Oculo-cutaneous telangiectasias have a later onset than
ataxia, first noticed in childhood and sometimes not until
adolescence. Ocular telangiectasias extend from the lateral
canthus in the equatorial region of the conjunctivae
towards the corneal limb. Telangiectasias may also involve
the ears, eyelids, the cubital and popliteal fossae. The
telangiectases are predominantly of venous origin and are
not AV malformations.20
spider naevi. Spider naevi are dilated ascending
arterioles. They usually exhibit radiating thin-walled
vessels in association with a central arteriole (Figure 32).
These lesions are also referred to as spider angiomas and
naevus araneus.
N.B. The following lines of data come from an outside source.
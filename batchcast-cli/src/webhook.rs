//! # Webhook delivery channel
//!
//! Bridges the core [`DeliveryChannel`] contract to an HTTP webhook. A batch is posted as one
//! multipart request: a `content` text field holding the batch label and one `files[N]` part per
//! media file. The webhook answers with JSON carrying the message `id`, which becomes the
//! correlation id used later to delete the message on undo (`DELETE {url}/messages/{id}`).
//!
//! Status mapping: `413` is a payload-too-large rejection, `404` means the message is gone,
//! everything else non-2xx is an ordinary delivery failure.

use async_trait::async_trait;
use batchcast::catalog::MediaFile;
use batchcast::contract::{CorrelationId, DeliveryChannel, DeliveryError};
use reqwest::multipart::{Form, Part};
use reqwest::StatusCode;
use serde::Deserialize;

use crate::load_config::WEBHOOK_URL_ENV;

pub struct WebhookChannel {
    client: reqwest::Client,
    url: String,
}

#[derive(Debug, Deserialize)]
struct MessageResponse {
    id: serde_json::Value,
}

impl WebhookChannel {
    pub fn new(url: impl Into<String>) -> Self {
        let url = url.into().trim_end_matches('/').to_string();
        tracing::info!(url_set = !url.is_empty(), "Initialised WebhookChannel");
        Self {
            client: reqwest::Client::new(),
            url,
        }
    }

    fn message_url(&self, correlation_id: &str) -> String {
        format!("{}/messages/{}", self.url, correlation_id)
    }

    async fn build_form(batch: &[MediaFile], label: &str) -> Result<Form, DeliveryError> {
        let mut form = Form::new().text("content", label.to_string());
        for (i, file) in batch.iter().enumerate() {
            let bytes = tokio::fs::read(&file.path).await.map_err(|e| {
                DeliveryError::Other(format!("could not read {}: {e}", file.filename))
            })?;
            let part = Part::bytes(bytes).file_name(file.filename.clone());
            form = form.part(format!("files[{i}]"), part);
        }
        Ok(form)
    }
}

/// Translate a non-success HTTP status into the delivery error taxonomy.
pub fn classify_status(status: StatusCode, body: &str) -> DeliveryError {
    let detail = format!("{status}: {body}");
    match status {
        StatusCode::PAYLOAD_TOO_LARGE => DeliveryError::PayloadTooLarge(detail),
        StatusCode::NOT_FOUND => DeliveryError::NotFound(detail),
        _ => DeliveryError::Other(detail),
    }
}

fn id_to_string(id: serde_json::Value) -> Option<String> {
    match id {
        serde_json::Value::String(s) if !s.is_empty() => Some(s),
        serde_json::Value::Number(n) => Some(n.to_string()),
        _ => None,
    }
}

#[async_trait]
impl DeliveryChannel for WebhookChannel {
    async fn send(&self, batch: &[MediaFile], label: &str) -> Result<CorrelationId, DeliveryError> {
        tracing::info!(files = batch.len(), label, "Posting batch to webhook");
        let form = Self::build_form(batch, label).await?;

        let resp = self
            .client
            .post(&self.url)
            .query(&[("wait", "true")])
            .multipart(form)
            .send()
            .await
            .map_err(|e| DeliveryError::Other(format!("request failed: {e}")))?;

        let status = resp.status();
        if !status.is_success() {
            let body = resp.text().await.unwrap_or_default();
            tracing::warn!(%status, "Webhook rejected batch");
            return Err(classify_status(status, &body));
        }

        let parsed: MessageResponse = resp
            .json()
            .await
            .map_err(|e| DeliveryError::Other(format!("unreadable webhook response: {e}")))?;
        let id = id_to_string(parsed.id)
            .ok_or_else(|| DeliveryError::Other("webhook response carried no message id".into()))?;
        tracing::info!(message_id = %id, "Webhook accepted batch");
        Ok(id)
    }

    async fn delete_message(&self, correlation_id: &str) -> Result<(), DeliveryError> {
        tracing::info!(message_id = correlation_id, "Deleting webhook message");
        let resp = self
            .client
            .delete(self.message_url(correlation_id))
            .send()
            .await
            .map_err(|e| DeliveryError::Other(format!("request failed: {e}")))?;

        let status = resp.status();
        if status.is_success() {
            return Ok(());
        }
        let body = resp.text().await.unwrap_or_default();
        Err(classify_status(status, &body))
    }
}

/// Stand-in for commands that never deliver, so they run without a webhook configured.
pub struct OfflineChannel;

#[async_trait]
impl DeliveryChannel for OfflineChannel {
    async fn send(&self, _batch: &[MediaFile], _label: &str) -> Result<CorrelationId, DeliveryError> {
        Err(DeliveryError::Other(format!("{WEBHOOK_URL_ENV} is not set")))
    }

    async fn delete_message(&self, _correlation_id: &str) -> Result<(), DeliveryError> {
        Err(DeliveryError::Other(format!("{WEBHOOK_URL_ENV} is not set")))
    }
}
Spider naevi are not vascular proliferations
but occur as a result of the dilation of preexisting vessels.
They demonstrate arterial flow on Doppler examination.
Compression of the central arteriole produces blanching.
When released, the lesion quickly refills from the central
arteriole. Spider naevi are acquired lesions present in
10-15% of healthy adults and young children. Lesions
are found most commonly on the face, neck, chest and
arms. In young children, spider naevi are common on
the backs of the hands and fingers. Hormonal changes
play a role in pathogenesis of these lesions. Many women
develop lesions during pregnancy or while taking oral
contraceptives. The lesions usually resolve spontaneously
6 to 9 months after delivery or after discontinuing oral
contraceptives. Numerous lesions are seen in patients with
significant hepatic disease such as advanced hepatitis C.